3. The following customer groups, among others, should be eligible for PDP rates: Non-residential master-metered customers that qualify and elect to install sub-metering under rule 18.C.2 shall be subject to default PDP; nonresidential customers on a discount tariff rider option or stand-alone special tariff associated with an otherwise-applicable rate schedule, e.g., Schedules ED, E-31, will be eligible for default or to elect PDP based on their underlying rate; and nonresidential customers on a stand-alone special tariff, e.g., Schedules AG-ICE, E-37, will be eligible for default or to elect PDP, based on an applicable rate schedule.
4. PG&E's revised PDP rate levels are reasonable.
5. The TOU rates for PDP, as now proposed by PG&E, are reasonable.
6. An annual minimum of 9 and a maximum of 15 PDP calls, as well as PG&E's proposal for enforcing the PDP call bounds by raising or lowering the temperature thresholds, are reasonable.
7. PG&E's first year bill stabilization/protection proposal is reasonable.
8. To avoid unnecessary disconnections, when applying Electric Rule No. 11, D, 1 (Inability to Pay-Nonresidential), PG&E should endeavor to extend payment arrangements to customers that did not pay their full monthly bill but would be able to pay the bill if it were recalculated under the otherwise applicable rate.
9. With respect to under- and over-collections due to first year bill stabilization/protection and the variation in the number of PDP events, it is reasonable for non-participants to share in a portion of the risk and costs of the PDP program, since its purpose is to lower rates for all customers in the long term.
10. It is reasonable that under- and over-collections due to first year bill stabilization/protection and the variation in the number of PDP events should be allocated to all customers by class.
11. The EUF/CMTA proposed change to PG&E's capacity reservation proposal is not necessary, since most customers will have made their initial capacity reservation choice prior to the May 2010 implementation of PDP and would be able to change their capacity reservation prior to the 2011 summer season or any time after that.
12. PG&E's capacity reservation proposal, including the condition that the capacity reservation may not be changed for 12 months, is reasonable.
13. Defaulting small and medium C&I customers first to TOU rates and then one year later defaulting them to CPP rates may lead to customer confusion and frustration, resulting in reduced participation in the PDP program.
14. It is reasonable to defer the effective date for defaulting small and medium C&I customers to PDP from February 1, 2011 to November 1, 2011.
15. PG&E's alternating day and six-hour window options to mitigate bill volatility are preferable to DRA's "soft cap" proposal or PG&E's current BPP.
16. To provide bill volatility protection for PDP default A-10 customers, it is reasonable to set the PDP charge at $0.90 per kWh.
17. One year of bill stabilization/protection should be sufficient for all PDP customers to get the point that, when there are PDP events, any usage during the peak period will be significantly more expensive than before.
18. The proposal to extend bill stabilization/protection for two additional years for small commercial customers should not be adopted.
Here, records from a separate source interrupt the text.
//! Telemetry initialization - tracing subscriber setup.

use tracing_subscriber::{EnvFilter, layer::SubscriberExt, util::SubscriberInitExt};

/// Telemetry configuration.
#[derive(Debug, Clone)]
pub struct TelemetryConfig {
    /// Enable JSON logging (for production).
    pub json_logs: bool,
    /// Service name attached to the startup event.
    pub service_name: String,
}

impl Default for TelemetryConfig {
    fn default() -> Self {
        Self {
            json_logs: false,
            service_name: "byline-api".to_string(),
        }
    }
}

impl TelemetryConfig {
    /// Load configuration from environment variables.
    pub fn from_env() -> Self {
        Self {
            json_logs: std::env::var("LOG_FORMAT")
                .map(|v| v.to_lowercase() == "json")
                .unwrap_or(false),
            service_name: std::env::var("SERVICE_NAME")
                .unwrap_or_else(|_| "byline-api".to_string()),
        }
    }
}

/// Initialize the global tracing subscriber.
pub fn init_telemetry(config: &TelemetryConfig) {
    let env_filter = EnvFilter::try_from_default_env()
        .unwrap_or_else(|_| EnvFilter::new("info,api_server=debug,byline_infra=debug"));

    if config.json_logs {
        tracing_subscriber::registry()
            .with(env_filter)
            .with(tracing_subscriber::fmt::layer().json())
            .init();
    } else {
        tracing_subscriber::registry()
            .with(env_filter)
            .with(tracing_subscriber::fmt::layer().pretty())
            .init();
    }

    tracing::info!(
        service = %config.service_name,
        json_logs = config.json_logs,
        "Telemetry initialized"
    );
}
use chrono::{DateTime, Utc};
use serde::{Deserialize, Serialize};

use crate::error::ValidationError;

/// Required length of a phone number, in digits.
pub const PHONE_NUMBER_LEN: usize = 10;

/// Author entity - a stored writer record.
#[derive(Debug, Clone, PartialEq, Eq, Serialize, Deserialize)]
pub struct Author {
    pub id: i32,
    pub name: String,
    pub phone_number: String,
    pub created_at: DateTime<Utc>,
    /// `None` until the row is first updated.
    pub updated_at: Option<DateTime<Utc>>,
}

/// A validated author that has not been stored yet.
///
/// Only the format rules are checked here. Name uniqueness needs the store and
/// is enforced by [`AuthorService`](crate::services::AuthorService).
#[derive(Debug, Clone, PartialEq, Eq)]
pub struct NewAuthor {
    name: String,
    phone_number: String,
}

impl NewAuthor {
    /// Validate and build a new author. Fields are checked in declaration
    /// order and the first failure is returned.
    pub fn new(
        name: impl Into<String>,
        phone_number: impl Into<String>,
    ) -> Result<Self, ValidationError> {
        let name = validate_name(name.into())?;
        let phone_number = validate_phone_number(phone_number.into())?;
        Ok(Self { name, phone_number })
    }

    pub fn name(&self) -> &str {
        &self.name
    }

    pub fn phone_number(&self) -> &str {
        &self.phone_number
    }

    pub fn into_parts(self) -> (String, String) {
        (self.name, self.phone_number)
    }
}

/// A validated partial update. Absent fields are left untouched.
#[derive(Debug, Clone, Default, PartialEq, Eq)]
pub struct AuthorChanges {
    name: Option<String>,
    phone_number: Option<String>,
}

impl AuthorChanges {
    pub fn new(
        name: Option<String>,
        phone_number: Option<String>,
    ) -> Result<Self, ValidationError> {
        Ok(Self {
            name: name.map(validate_name).transpose()?,
            phone_number: phone_number.map(validate_phone_number).transpose()?,
        })
    }

    pub fn name(&self) -> Option<&str> {
        self.name.as_deref()
    }

    pub fn phone_number(&self) -> Option<&str> {
        self.phone_number.as_deref()
    }

    pub fn is_empty(&self) -> bool {
        self.name.is_none() && self.phone_number.is_none()
    }

    /// Apply the changes to a stored author in place.
    pub fn apply(self, author: &mut Author) {
        if let Some(name) = self.name {
            author.name = name;
        }
        if let Some(phone_number) = self.phone_number {
            author.phone_number = phone_number;
        }
    }
}

/// Reject empty or whitespace-only names.
pub fn validate_name(value: String) -> Result<String, ValidationError> {
    if value.trim().is_empty() {
        return Err(ValidationError::new("name", "Author name cannot be empty."));
    }
    Ok(value)
}

/// Accept exactly ten ASCII decimal digits.
pub fn validate_phone_number(value: String) -> Result<String, ValidationError> {
    let valid = value.chars().count() == PHONE_NUMBER_LEN
        && value.chars().all(|c| c.is_ascii_digit());

    if !valid {
        return Err(ValidationError::new(
            "phone_number",
            "Phone number must be exactly 10 digits.",
        ));
    }
    Ok(value)
}
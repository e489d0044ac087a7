//! # Byline Shared
//!
//! Request/response types shared between the API server and its clients.

pub mod dto;
pub mod response;

pub use response::{ApiResponse, ErrorResponse};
19. The proposal to provide an up-front lump sum credit for notification information for small and medium C&I customers should not be adopted.
20. The proposal that revenue shortfalls resulting from annual bill stabilization should be amortized over multiple years, for specific rate classes, if recovery in one year would cause rates to rise by more than 1%, should not be adopted.
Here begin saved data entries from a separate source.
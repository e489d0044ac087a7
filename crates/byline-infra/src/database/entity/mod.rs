//! SeaORM entities. Authors and posts are independent tables.

pub mod author;
pub mod post;

use chrono::Utc;
use sea_orm::entity::prelude::DateTimeWithTimeZone;
use sea_orm::{ActiveValue, Set};

/// Storage-owned timestamps: `created_at` once on insert, `updated_at` on
/// every later save.
pub(crate) fn stamp(
    created_at: &mut ActiveValue<DateTimeWithTimeZone>,
    updated_at: &mut ActiveValue<Option<DateTimeWithTimeZone>>,
    insert: bool,
) {
    let now: DateTimeWithTimeZone = Utc::now().into();
    if insert {
        *created_at = Set(now);
    } else {
        *updated_at = Set(Some(now));
    }
}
21. Customers subject to the February 1, 2011 and November 1, 2011 default dates should have 12 months of interval data before being subject to those processes.
22. The CSOL feature that would aggregate multiple meter information should be available to the large agricultural customers before they are subject to being defaulted to PDP.
23. The CSOL feature that would allow customers to calculate bills under varying scenarios should be available to customers subject to the February 1, 2011 and November 1, 2011 effective dates for defaulting to PDP at least 45 days before their default dates.
24. The Alternative 1 residential PDP proposal is the most reasonable.
25. Customers should be allowed to opt out of the PDP program anytime during the first year that they are on PDP rates.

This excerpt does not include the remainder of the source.